The first Twyford station opened on 1 July 1839 and was the terminus of the GWR until 30 March 1840, pending the completion of Sonning Cutting. It was a timber building to the north of the line at right angles to the track. The actual platform was on a loop off the running line and served trains running in either direction, of which there were nine per weekday. Just to the west was a temporary engine shed, moved here from Maidenhead, the first terminus. After the opening to Reading the shed was removed and a platform was provided on the south side offset to the west. The line was crossed by a footpath between the platform ends.

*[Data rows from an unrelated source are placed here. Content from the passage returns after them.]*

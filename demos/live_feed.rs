use std::env;
use std::str::FromStr;
use std::time::Duration;

use anyhow::{Context, Result};
use indicatif::{ProgressBar, ProgressDrawTarget, ProgressStyle};
use proposal_feed::{DisplayConfig, FeedConfig, FeedRunner, Frame, PageView};
use tokio::sync::watch;
use tokio::task::JoinHandle;

const DEFAULT_RPC_URL: &str = "https://ethereum-rpc.publicnode.com";
const DEFAULT_LOG_DIRECTIVE: &str = "warn";

#[tokio::main]
async fn main() -> Result<()> {
    proposal_feed::init_tracing_with_default(DEFAULT_LOG_DIRECTIVE);

    let config = DemoArgs::from_env()?.to_feed_config()?;
    let spinner = build_spinner();
    spinner.println(format!(
        "Watching governor {} via {}",
        config.governor_address(),
        config.rpc_url()
    ));

    let runner = FeedRunner::new(config)?;
    let frames = runner.subscribe();
    let printer = spawn_frame_printer(frames, spinner.clone());

    let result = runner.run_until_ctrl_c().await;
    printer.abort();
    spinner.finish_and_clear();
    result
}

fn build_spinner() -> ProgressBar {
    let bar = ProgressBar::with_draw_target(None, ProgressDrawTarget::stdout_with_hz(12));
    let style = ProgressStyle::with_template("{spinner:.green} [{elapsed_precise}] {msg}")
        .unwrap_or_else(|_| ProgressStyle::default_spinner());
    bar.set_style(style);
    bar.enable_steady_tick(Duration::from_millis(120));
    bar
}

fn spawn_frame_printer(mut frames: watch::Receiver<Frame>, bar: ProgressBar) -> JoinHandle<()> {
    tokio::spawn(async move {
        loop {
            let frame = frames.borrow_and_update().clone();
            match frame {
                Frame::Loading => bar.set_message("loading proposals..."),
                Frame::Error { message } => bar.set_message(format!("error: {message}")),
                Frame::Page(view) => {
                    bar.set_message(view.page_indicator().unwrap_or_default());
                    print_page(&bar, &view);
                }
            }
            if frames.changed().await.is_err() {
                break;
            }
        }
    })
}

fn print_page(bar: &ProgressBar, view: &PageView) {
    bar.println(format!("== {} ==", view.header));
    if view.entries.is_empty() {
        bar.println("  (no proposals)");
    }
    for entry in &view.entries {
        bar.println(format!("  {}  [{}]", entry.heading(), entry.status_label));
        bar.println(format!("    {}", entry.title));
        let quorum = entry
            .quorum_marker
            .map(|marker| format!(" · quorum at {marker:.0}%"))
            .unwrap_or_default();
        bar.println(format!(
            "    {} ({:.0}% for){quorum}",
            entry.vote_summary(),
            entry.shares.for_percent
        ));
    }
}

struct DemoArgs {
    rpc_url: String,
    rpc_user: Option<String>,
    rpc_password: Option<String>,
    api_base_url: Option<String>,
    max_proposals: usize,
    proposals_per_page: usize,
    update_interval_secs: u64,
    cycle_interval_secs: u64,
    show_proposer: bool,
}

impl DemoArgs {
    fn from_env() -> Result<Self> {
        let defaults = DisplayConfig::default();
        Ok(Self {
            rpc_url: read_env_or_default("PROPOSAL_FEED_RPC_URL", DEFAULT_RPC_URL),
            rpc_user: env::var("PROPOSAL_FEED_RPC_USER").ok(),
            rpc_password: env::var("PROPOSAL_FEED_RPC_PASSWORD").ok(),
            api_base_url: env::var("PROPOSAL_FEED_API_URL").ok(),
            max_proposals: parse_env_with_default(
                "PROPOSAL_FEED_MAX_PROPOSALS",
                defaults.max_proposals,
            )?,
            proposals_per_page: parse_env_with_default(
                "PROPOSAL_FEED_PER_PAGE",
                defaults.proposals_per_page,
            )?,
            update_interval_secs: parse_env_with_default(
                "PROPOSAL_FEED_UPDATE_SECS",
                defaults.update_interval.as_secs(),
            )?,
            cycle_interval_secs: parse_env_with_default(
                "PROPOSAL_FEED_CYCLE_SECS",
                defaults.cycle_interval.as_secs(),
            )?,
            show_proposer: parse_env_with_default(
                "PROPOSAL_FEED_SHOW_PROPOSER",
                defaults.show_proposer,
            )?,
        })
    }

    fn to_feed_config(&self) -> Result<FeedConfig> {
        let display = DisplayConfig {
            max_proposals: self.max_proposals,
            proposals_per_page: self.proposals_per_page,
            min_proposals_per_page: DisplayConfig::default()
                .min_proposals_per_page
                .min(self.proposals_per_page),
            update_interval: Duration::from_secs(self.update_interval_secs),
            cycle_interval: Duration::from_secs(self.cycle_interval_secs),
            show_proposer: self.show_proposer,
            ..DisplayConfig::default()
        };

        let mut builder = FeedConfig::builder().rpc_url(&self.rpc_url).display(display);
        if let Some(user) = &self.rpc_user {
            builder = builder.rpc_user(user);
        }
        if let Some(password) = &self.rpc_password {
            builder = builder.rpc_password(password);
        }
        if let Some(url) = &self.api_base_url {
            builder = builder.api_base_url(url);
        }
        builder.build()
    }
}

fn read_env_or_default(key: &str, default: &str) -> String {
    match env::var(key) {
        Ok(value) if !value.trim().is_empty() => value,
        _ => default.to_owned(),
    }
}

fn parse_env_with_default<T>(key: &str, default: T) -> Result<T>
where
    T: FromStr,
    T::Err: std::error::Error + Send + Sync + 'static,
{
    match env::var(key) {
        Ok(value) if !value.trim().is_empty() => value
            .trim()
            .parse::<T>()
            .with_context(|| format!("failed to parse {key}='{value}'")),
        _ => Ok(default),
    }
}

In 1846 the buildings were replaced in brick and stone to a standard design with an all-round canopy. This was similar to a building which survives at . The platforms were altered to serve the running lines directly. The construction of the Henley Branch Line in 1857 led to the extension of the up platform in a curve to match the new branch and the creation of a north face for branch trains. The repositioning of the goods shed was also necessary, as the new line cut through the old goods yard. As the extended platform blocked the footpath across the main line a footbridge was provided.

The demise of broad gauge in 1892 gave the Great Western the opportunity to quadruple the main line as far as Didcot. At Twyford the new lines meant building a second arch onto the Waltham Road bridge and moving Hurst Road further south. The station was completely reconstructed into the form largely visible today, with new platforms (1 and 2) to serve the fast lines and a new footbridge. A cattle dock and coal yard were built opposite the Henley bay (platform 5) and a weighbridge provided which can still be seen (outside what is now the office of a taxi company). The goods yard was extended and a new goods shed built. The new track layout was much more complex and required the construction of two signal boxes, East and West, to replace the original one which stood on the up platform by the footbridge steps.

The Station Master's house was built in 1900, after which there were no significant changes until the 1960s. The GWR was nationalised on 1 January 1948, becoming part of the Western Region of British Railways, but apart from new signs this had little effect at Twyford until the 1960s. In 1961 the trackwork was simplified and the two signal boxes were decommissioned and replaced by a single one in the vee between the up relief and branch lines. This lasted only until 1972, when all signalling control was transferred to Reading. The goods yard and cattle dock closed in 1965 and were cleared to provide the present car parks. In 1975 the road bridge was reconstructed and platforms 1 and 2 altered to reduce the curve through the station and make the main lines suitable for 125 mph High Speed Trains.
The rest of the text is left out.